RECORDS SHOWN START

//! CSV descriptor tables.
//!
//! Tables start with a header row naming the [`FEATURE_COLUMNS`]; labeled
//! tables append [`TARGET_COLUMN`]. Training reads several tables and
//! concatenates their rows, each file bringing its own header.
//!
//! Annotation points are stored as headerless `x,y` rows.

use super::vector::{
    DescriptorVector, LabeledSample, DESCRIPTOR_LEN, FEATURE_COLUMNS, TARGET_COLUMN,
};
use crate::error::{Error, Result};
use crate::image::io::ensure_parent_dir;
use csv::{ReaderBuilder, StringRecord, Writer};
use std::fs::File;
use std::io::{Read, Write};
use std::path::Path;

pub fn write_descriptors<W: Write>(writer: W, rows: &[DescriptorVector]) -> Result<()> {
    let mut wtr = Writer::from_writer(writer);
    wtr.write_record(FEATURE_COLUMNS)?;
    for row in rows {
        wtr.write_record(row.as_slice().iter().map(|v| v.to_string()))?;
    }
    wtr.flush()?;
    Ok(())
}

pub fn write_labeled<W: Write>(writer: W, samples: &[LabeledSample]) -> Result<()> {
    let mut wtr = Writer::from_writer(writer);
    wtr.write_record(FEATURE_COLUMNS.iter().chain(std::iter::once(&TARGET_COLUMN)))?;
    for s in samples {
        let record: Vec<String> = s
            .descriptors
            .as_slice()
            .iter()
            .map(|v| v.to_string())
            .chain(std::iter::once(s.plant_count.to_string()))
            .collect();
        wtr.write_record(&record)?;
    }
    wtr.flush()?;
    Ok(())
}

pub fn save_descriptors(path: &Path, rows: &[DescriptorVector]) -> Result<()> {
    ensure_parent_dir(path)?;
    write_descriptors(File::create(path)?, rows)
}

pub fn save_labeled(path: &Path, samples: &[LabeledSample]) -> Result<()> {
    ensure_parent_dir(path)?;
    write_labeled(File::create(path)?, samples)
}

/// Read an unlabeled table. A trailing target column, if present, is ignored.
pub fn read_descriptors<R: Read>(reader: R, source: &str) -> Result<Vec<DescriptorVector>> {
    let mut rdr = ReaderBuilder::new().has_headers(true).from_reader(reader);
    let labeled = check_header(rdr.headers()?, source)?;
    let width = DESCRIPTOR_LEN + usize::from(labeled);
    let mut rows = Vec::new();
    for (line, record) in rdr.records().enumerate() {
        let values = parse_record(&record?, width, source, line)?;
        rows.push(DescriptorVector::try_from(&values[..DESCRIPTOR_LEN])?);
    }
    Ok(rows)
}

pub fn read_labeled<R: Read>(reader: R, source: &str) -> Result<Vec<LabeledSample>> {
    let mut rdr = ReaderBuilder::new().has_headers(true).from_reader(reader);
    if !check_header(rdr.headers()?, source)? {
        return Err(table_error(source, format!("missing {TARGET_COLUMN} column")));
    }
    let mut samples = Vec::new();
    for (line, record) in rdr.records().enumerate() {
        let values = parse_record(&record?, DESCRIPTOR_LEN + 1, source, line)?;
        let count = values[DESCRIPTOR_LEN];
        if !(count >= 0.0 && count.fract() == 0.0 && count <= u32::MAX as f64) {
            return Err(table_error(
                source,
                format!("row {}: plant count {count} is not a non-negative integer", line + 1),
            ));
        }
        samples.push(LabeledSample {
            descriptors: DescriptorVector::try_from(&values[..DESCRIPTOR_LEN])?,
            plant_count: count as u32,
        });
    }
    Ok(samples)
}

pub fn load_descriptors(path: &Path) -> Result<Vec<DescriptorVector>> {
    read_descriptors(File::open(path)?, &path.display().to_string())
}

/// Concatenate the rows of several labeled tables.
pub fn load_labeled<P: AsRef<Path>>(paths: &[P]) -> Result<Vec<LabeledSample>> {
    let mut all = Vec::new();
    for path in paths {
        let path = path.as_ref();
        all.extend(read_labeled(File::open(path)?, &path.display().to_string())?);
    }
    Ok(all)
}

/// Read headerless `x,y` annotation points.
pub fn read_points<R: Read>(reader: R, source: &str) -> Result<Vec<[f64; 2]>> {
    let mut rdr = ReaderBuilder::new()
        .has_headers(false)
        .trim(csv::Trim::All)
        .from_reader(reader);
    let mut points = Vec::new();
    for (line, record) in rdr.records().enumerate() {
        let values = parse_record(&record?, 2, source, line)?;
        points.push([values[0], values[1]]);
    }
    Ok(points)
}

pub fn load_points(path: &Path) -> Result<Vec<[f64; 2]>> {
    read_points(File::open(path)?, &path.display().to_string())
}

/// Validate the header; returns whether the target column is present.
fn check_header(header: &StringRecord, source: &str) -> Result<bool> {
    let names: Vec<&str> = header.iter().map(str::trim).collect();
    let labeled = match names.len() {
        n if n == DESCRIPTOR_LEN => false,
        n if n == DESCRIPTOR_LEN + 1 => true,
        n => {
            return Err(table_error(
                source,
                format!("expected {DESCRIPTOR_LEN} or {} columns, found {n}", DESCRIPTOR_LEN + 1),
            ))
        }
    };
    for (found, expected) in names.iter().zip(FEATURE_COLUMNS) {
        if *found != expected {
            return Err(table_error(
                source,
                format!("unexpected column {found:?}, expected {expected:?}"),
            ));
        }
    }
    if labeled && names[DESCRIPTOR_LEN] != TARGET_COLUMN {
        return Err(table_error(
            source,
            format!(
                "unexpected column {:?}, expected {TARGET_COLUMN:?}",
                names[DESCRIPTOR_LEN]
            ),
        ));
    }
    Ok(labeled)
}

fn parse_record(record: &StringRecord, width: usize, source: &str, line: usize) -> Result<Vec<f64>> {
    if record.len() != width {
        return Err(table_error(
            source,
            format!("row {}: expected {width} fields, found {}", line + 1, record.len()),
        ));
    }
    record
        .iter()
        .map(|field| {
            field.trim().parse::<f64>().map_err(|e| {
                table_error(source, format!("row {}: invalid number {field:?}: {e}", line + 1))
            })
        })
        .collect()
}

fn table_error(source: &str, reason: String) -> Error {
    Error::Table {
        path: source.to_string(),
        reason,
    }
}

#[cfg(test)]
mod tests {
    use super::*;

    fn sample(seed: f64, count: u32) -> LabeledSample {
        let mut v = [0.0; DESCRIPTOR_LEN];
        for (i, x) in v.iter_mut().enumerate() {
            *x = seed + i as f64 * 0.125;
        }
        LabeledSample {
            descriptors: DescriptorVector(v),
            plant_count: count,
        }
    }

    #[test]
    fn labeled_table_reads_back() {
        let samples = vec![sample(0.1, 1), sample(2.7, 3)];
        let mut buf = Vec::new();
        write_labeled(&mut buf, &samples).expect("write");
        let text = String::from_utf8(buf.clone()).expect("utf8");
        assert!(text.starts_with("AREA_M,AREA_BB_M,PERIMETRO_M"));
        assert!(text.lines().next().unwrap_or("").ends_with(",CANTIDAD_PLANTAS"));
        let back = read_labeled(buf.as_slice(), "mem").expect("read");
        assert_eq!(back, samples);
    }

    #[test]
    fn unlabeled_reader_accepts_labeled_tables() {
        let samples = vec![sample(1.0, 2)];
        let mut buf = Vec::new();
        write_labeled(&mut buf, &samples).expect("write");
        let rows = read_descriptors(buf.as_slice(), "mem").expect("read");
        assert_eq!(rows, vec![samples[0].descriptors]);
    }

    #[test]
    fn labeled_reader_rejects_unlabeled_tables() {
        let mut buf = Vec::new();
        write_descriptors(&mut buf, &[sample(1.0, 2).descriptors]).expect("write");
        let err = read_labeled(buf.as_slice(), "mem").unwrap_err();
        assert!(matches!(err, Error::Table { .. }), "got {err:?}");
    }

    #[test]
    fn wrong_header_is_reported() {
        let csv = "A,B,C,D,E,F,G,H,I,J\n1,2,3,4,5,6,7,8,9,10\n";
        let err = read_descriptors(csv.as_bytes(), "bad.csv").unwrap_err();
        match err {
            Error::Table { path, reason } => {
                assert_eq!(path, "bad.csv");
                assert!(reason.contains("AREA_M"), "reason={reason}");
            }
            other => panic!("unexpected error {other:?}"),
        }
    }

    #[test]
    fn fractional_count_is_rejected() {
        let header = FEATURE_COLUMNS.join(",") + ",CANTIDAD_PLANTAS";
        let csv = format!("{header}\n1,2,3,4,5,6,7,8,9,10,1.5\n");
        assert!(read_labeled(csv.as_bytes(), "mem").is_err());
    }

    #[test]
    fn points_are_headerless_pairs() {
        let pts = read_points("10,20\n 3 , 4\n".as_bytes(), "pts").expect("points");
        assert_eq!(pts, vec![[10.0, 20.0], [3.0, 4.0]]);
        assert!(read_points("1,2,3\n".as_bytes(), "pts").is_err());
    }
}
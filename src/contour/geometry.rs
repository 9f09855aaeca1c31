//! Planar polygon measures over integer contour points.
//!
//! Contours are closed: the last point connects back to the first. Area and
//! moments use Green's theorem on the polygon, so they agree with the pixel
//! centres traced by the border follower rather than the pixel count.

pub type Point = [i32; 2];

#[inline]
fn cross(o: Point, a: Point, b: Point) -> i64 {
    let (ox, oy) = (o[0] as i64, o[1] as i64);
    (a[0] as i64 - ox) * (b[1] as i64 - oy) - (a[1] as i64 - oy) * (b[0] as i64 - ox)
}

/// Closed-polygon edges `(p[i], p[i+1 mod n])`.
fn edges(points: &[Point]) -> impl Iterator<Item = (Point, Point)> + '_ {
    let n = points.len();
    (0..n).map(move |i| (points[i], points[(i + 1) % n]))
}

/// Polygon area (absolute shoelace value).
pub fn polygon_area(points: &[Point]) -> f64 {
    if points.len() < 3 {
        return 0.0;
    }
    let twice: i64 = edges(points)
        .map(|(a, b)| a[0] as i64 * b[1] as i64 - b[0] as i64 * a[1] as i64)
        .sum();
    (twice as f64 * 0.5).abs()
}

/// Length of the closed polyline through `points`.
pub fn arc_length(points: &[Point]) -> f64 {
    if points.len() < 2 {
        return 0.0;
    }
    edges(points)
        .map(|(a, b)| {
            let dx = (b[0] - a[0]) as f64;
            let dy = (b[1] - a[1]) as f64;
            (dx * dx + dy * dy).sqrt()
        })
        .sum()
}

/// Spatial moments as exact integer sums: `2·m00`, `6·m10`, `6·m01`.
///
/// Signs follow the contour orientation.
fn raw_moments(points: &[Point]) -> (i64, i64, i64) {
    if points.len() < 3 {
        return (0, 0, 0);
    }
    edges(points).fold((0, 0, 0), |(m00, m10, m01), (a, b)| {
        let (xa, ya) = (a[0] as i64, a[1] as i64);
        let (xb, yb) = (b[0] as i64, b[1] as i64);
        let c = xa * yb - xb * ya;
        (m00 + c, m10 + (xa + xb) * c, m01 + (ya + yb) * c)
    })
}

/// Centroid `m10 / m00, m01 / m00`, or `None` for a zero-area polygon.
///
/// Computed from the integer sums so centroids that fall on a pixel centre
/// are exact.
pub fn polygon_centroid(points: &[Point]) -> Option<[f64; 2]> {
    let (m00, m10, m01) = raw_moments(points);
    if m00 == 0 {
        return None;
    }
    let denom = (3 * m00) as f64;
    Some([m10 as f64 / denom, m01 as f64 / denom])
}

/// Convex hull (Andrew's monotone chain), counter-clockwise in image axes
/// with collinear points dropped.
pub fn convex_hull(points: &[Point]) -> Vec<Point> {
    let mut pts = points.to_vec();
    pts.sort_unstable();
    pts.dedup();
    if pts.len() < 3 {
        return pts;
    }
    let mut hull: Vec<Point> = Vec::with_capacity(pts.len() * 2);
    for &p in &pts {
        while hull.len() >= 2 && cross(hull[hull.len() - 2], hull[hull.len() - 1], p) <= 0 {
            hull.pop();
        }
        hull.push(p);
    }
    let lower_len = hull.len() + 1;
    for &p in pts.iter().rev().skip(1) {
        while hull.len() >= lower_len && cross(hull[hull.len() - 2], hull[hull.len() - 1], p) <= 0
        {
            hull.pop();
        }
        hull.push(p);
    }
    hull.pop();
    hull
}

/// True when `p` lies inside the closed polygon or on its boundary.
pub fn point_in_polygon(points: &[Point], p: [f64; 2]) -> bool {
    match points.len() {
        0 => return false,
        1 => return points[0][0] as f64 == p[0] && points[0][1] as f64 == p[1],
        _ => {}
    }
    let (px, py) = (p[0], p[1]);
    let mut inside = false;
    for (a, b) in edges(points) {
        let (xa, ya) = (a[0] as f64, a[1] as f64);
        let (xb, yb) = (b[0] as f64, b[1] as f64);
        let c = (xb - xa) * (py - ya) - (yb - ya) * (px - xa);
        if c == 0.0
            && px >= xa.min(xb)
            && px <= xa.max(xb)
            && py >= ya.min(yb)
            && py <= ya.max(yb)
        {
            return true;
        }
        if (ya > py) != (yb > py) {
            let x_cross = xa + (py - ya) * (xb - xa) / (yb - ya);
            if px < x_cross {
                inside = !inside;
            }
        }
    }
    inside
}
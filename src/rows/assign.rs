//! Blob-to-row assignment stages.
//!
//! All stages work on indices into the extracted blob list so rows can share
//! a blob without cloning it.

use crate::contour::Blob;
use serde::{Deserialize, Serialize};
use std::collections::VecDeque;

/// Row hypothesis seeded from one profile peak.
#[derive(Clone, Copy, Debug, PartialEq, Serialize, Deserialize)]
pub struct RowSeed {
    /// Vertical position of the profile peak (pixels).
    pub center: f64,
    /// Peak width at the configured relative height (pixels).
    pub width: f64,
}

impl RowSeed {
    /// Open band `(center - width, center + width)`.
    pub fn band_contains(&self, y: f64) -> bool {
        self.center - self.width < y && y < self.center + self.width
    }
}

/// Blobs whose vertical centroid falls inside the seed band, in extraction
/// order.
pub(crate) fn assign_to_band(seed: &RowSeed, blobs: &[Blob]) -> Vec<usize> {
    blobs
        .iter()
        .enumerate()
        .filter(|(_, b)| seed.band_contains(b.centroid()[1] as f64))
        .map(|(i, _)| i)
        .collect()
}

/// Keep the widest horizontal spans of a row.
///
/// A candidate contained in an accepted span is dropped; otherwise accepted
/// spans contained in the candidate are evicted and the candidate is kept.
pub(crate) fn drop_contained(candidates: &[usize], blobs: &[Blob]) -> Vec<usize> {
    let mut kept: Vec<usize> = Vec::with_capacity(candidates.len());
    for &cand in candidates {
        let bbox = blobs[cand].bbox();
        if kept
            .iter()
            .any(|&k| bbox.span_x_within(&blobs[k].bbox()))
        {
            continue;
        }
        kept.retain(|&k| !blobs[k].bbox().span_x_within(&bbox));
        kept.push(cand);
    }
    kept
}

/// Accumulator threaded through [`refine_row`].
#[derive(Debug, Default)]
struct RowFold {
    recent_y: VecDeque<f64>,
    accepted: Vec<usize>,
}

impl RowFold {
    fn accept(&mut self, idx: usize, y: f64, window: usize) {
        if self.recent_y.len() == window {
            self.recent_y.pop_front();
        }
        self.recent_y.push_back(y);
        self.accepted.push(idx);
    }

    fn rolling_center(&self) -> f64 {
        self.recent_y.iter().sum::<f64>() / self.recent_y.len() as f64
    }
}

/// Sort by horizontal centroid and track the row centre left to right.
///
/// The first `window` blobs are accepted as is. Every later blob must sit
/// within `seed.width * band_factor` of the mean vertical centroid of the
/// last `window` accepted blobs.
pub(crate) fn refine_row(
    mut members: Vec<usize>,
    blobs: &[Blob],
    seed: &RowSeed,
    window: usize,
    band_factor: f64,
) -> Vec<usize> {
    members.sort_by_key(|&i| blobs[i].centroid()[0]);
    let window = window.max(1);
    let half_band = seed.width * band_factor;
    members
        .into_iter()
        .fold(RowFold::default(), |mut acc, idx| {
            let y = blobs[idx].centroid()[1] as f64;
            if acc.accepted.len() < window {
                acc.accept(idx, y, window);
            } else {
                let center = acc.rolling_center();
                if center - half_band < y && y < center + half_band {
                    acc.accept(idx, y, window);
                }
            }
            acc
        })
        .accepted
}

RECORDS SHOWN END

Copy all lines of the records in which the string "inside" can be found.

/// True when `p` lies inside the closed polygon or on its boundary.
    let mut inside = false;
                inside = !inside;
    inside
/// Blobs whose vertical centroid falls inside the seed band, in extraction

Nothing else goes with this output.